* _Work required_: Return every record in full. Match each one exactly.

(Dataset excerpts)
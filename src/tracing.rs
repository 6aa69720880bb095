//! Logging setup
//!
//! Configure console output via the RUST_LOG environment variable:
//! - `RUST_LOG=debug` - all debug logs
//! - `RUST_LOG=chatmark::highlight=trace` - module-level filtering
//!
//! Logs are also written to `~/.config/chatmark/logs/chatmark.log` with daily
//! rotation, at debug level.

use tracing_subscriber::{fmt, layer::SubscriberExt, util::SubscriberInitExt, EnvFilter, Layer};

use crate::config_paths::{ensure_logs_dir, LOG_FILE_NAME};

/// Initialize tracing subscriber with console and file logging
///
/// Console output goes to stderr so it never mixes with rendered output.
pub fn init() {
    let console_filter =
        EnvFilter::try_from_default_env().unwrap_or_else(|_| EnvFilter::new("warn"));

    let console_layer = fmt::layer()
        .with_writer(std::io::stderr)
        .with_target(true)
        .with_line_number(true)
        .with_filter(console_filter);

    let file_layer = match ensure_logs_dir() {
        Ok(logs_dir) => {
            let file_appender = tracing_appender::rolling::daily(logs_dir, LOG_FILE_NAME);
            Some(
                fmt::layer()
                    .with_writer(file_appender)
                    .with_ansi(false)
                    .with_target(true)
                    .with_line_number(true)
                    .with_filter(EnvFilter::new("debug")),
            )
        }
        Err(e) => {
            eprintln!("Warning: Could not initialize file logging: {}", e);
            None
        }
    };

    tracing_subscriber::registry()
        .with(console_layer)
        .with(file_layer)
        .init();
}
//! Code tokenization
//!
//! Classifies source code into colorable tokens:
//! - `TokenType` / `CodeToken` value types
//! - Fence-tag → language mapping for the built-in grammars
//! - Tree-sitter backed tokenizers
//! - A registry that dispatches by language id and never fails
//!
//! ## Architecture
//!
//! ```text
//! fence tag → TokenizerRegistry::highlight → Tokenizer::tokenize
//!           → (Err / panic / unknown id) → one Normal token
//! ```

mod highlights;
mod languages;
mod parser;
mod registry;

pub use highlights::{kind_for_capture, CodeToken, TokenType, CAPTURE_KINDS};
pub use languages::LanguageId;
pub use parser::TreeSitterTokenizer;
pub use registry::{Tokenizer, TokenizerRegistry};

* _Solution below_:
filename src/tracing.rs
repository 6aa69720880bb095
//! Logging setup
//!
//! Configure console output via the RUST_LOG environment variable:
//! - `RUST_LOG=debug` - all debug logs
//! - `RUST_LOG=chatmark::highlight=trace` - module-level filtering
//!
//! Logs are also written to `~/.config/chatmark/logs/chatmark.log` with daily
//! rotation, at debug level.

use tracing_subscriber::{fmt, layer::SubscriberExt, util::SubscriberInitExt, EnvFilter, Layer};

use crate::config_paths::{ensure_logs_dir, LOG_FILE_NAME};

/// Initialize tracing subscriber with console and file logging
///
/// Console output goes to stderr so it never mixes with rendered output.
pub fn init() {
    let console_filter =
        EnvFilter::try_from_default_env().unwrap_or_else(|_| EnvFilter::new("warn"));

    let console_layer = fmt::layer()
        .with_writer(std::io::stderr)
        .with_target(true)
        .with_line_number(true)
        .with_filter(console_filter);

    let file_layer = match ensure_logs_dir() {
        Ok(logs_dir) => {
            let file_appender = tracing_appender::rolling::daily(logs_dir, LOG_FILE_NAME);
            Some(
                fmt::layer()
                    .with_writer(file_appender)
                    .with_ansi(false)
                    .with_target(true)
                    .with_line_number(true)
                    .with_filter(EnvFilter::new("debug")),
            )
        }
        Err(e) => {
            eprintln!("Warning: Could not initialize file logging: {}", e);
            None
        }
    };

    tracing_subscriber::registry()
        .with(console_layer)
        .with(file_layer)
        .init();
}
//! Code tokenization
//!
//! Classifies source code into colorable tokens:
//! - `TokenType` / `CodeToken` value types
//! - Fence-tag → language mapping for the built-in grammars
//! - Tree-sitter backed tokenizers
//! - A registry that dispatches by language id and never fails
//!
//! ## Architecture
//!
//! ```text
//! fence tag → TokenizerRegistry::highlight → Tokenizer::tokenize
//!           → (Err / panic / unknown id) → one Normal token
//! ```

mod highlights;
mod languages;
mod parser;
mod registry;

pub use highlights::{kind_for_capture, CodeToken, TokenType, CAPTURE_KINDS};
pub use languages::LanguageId;
pub use parser::TreeSitterTokenizer;
pub use registry::{Tokenizer, TokenizerRegistry};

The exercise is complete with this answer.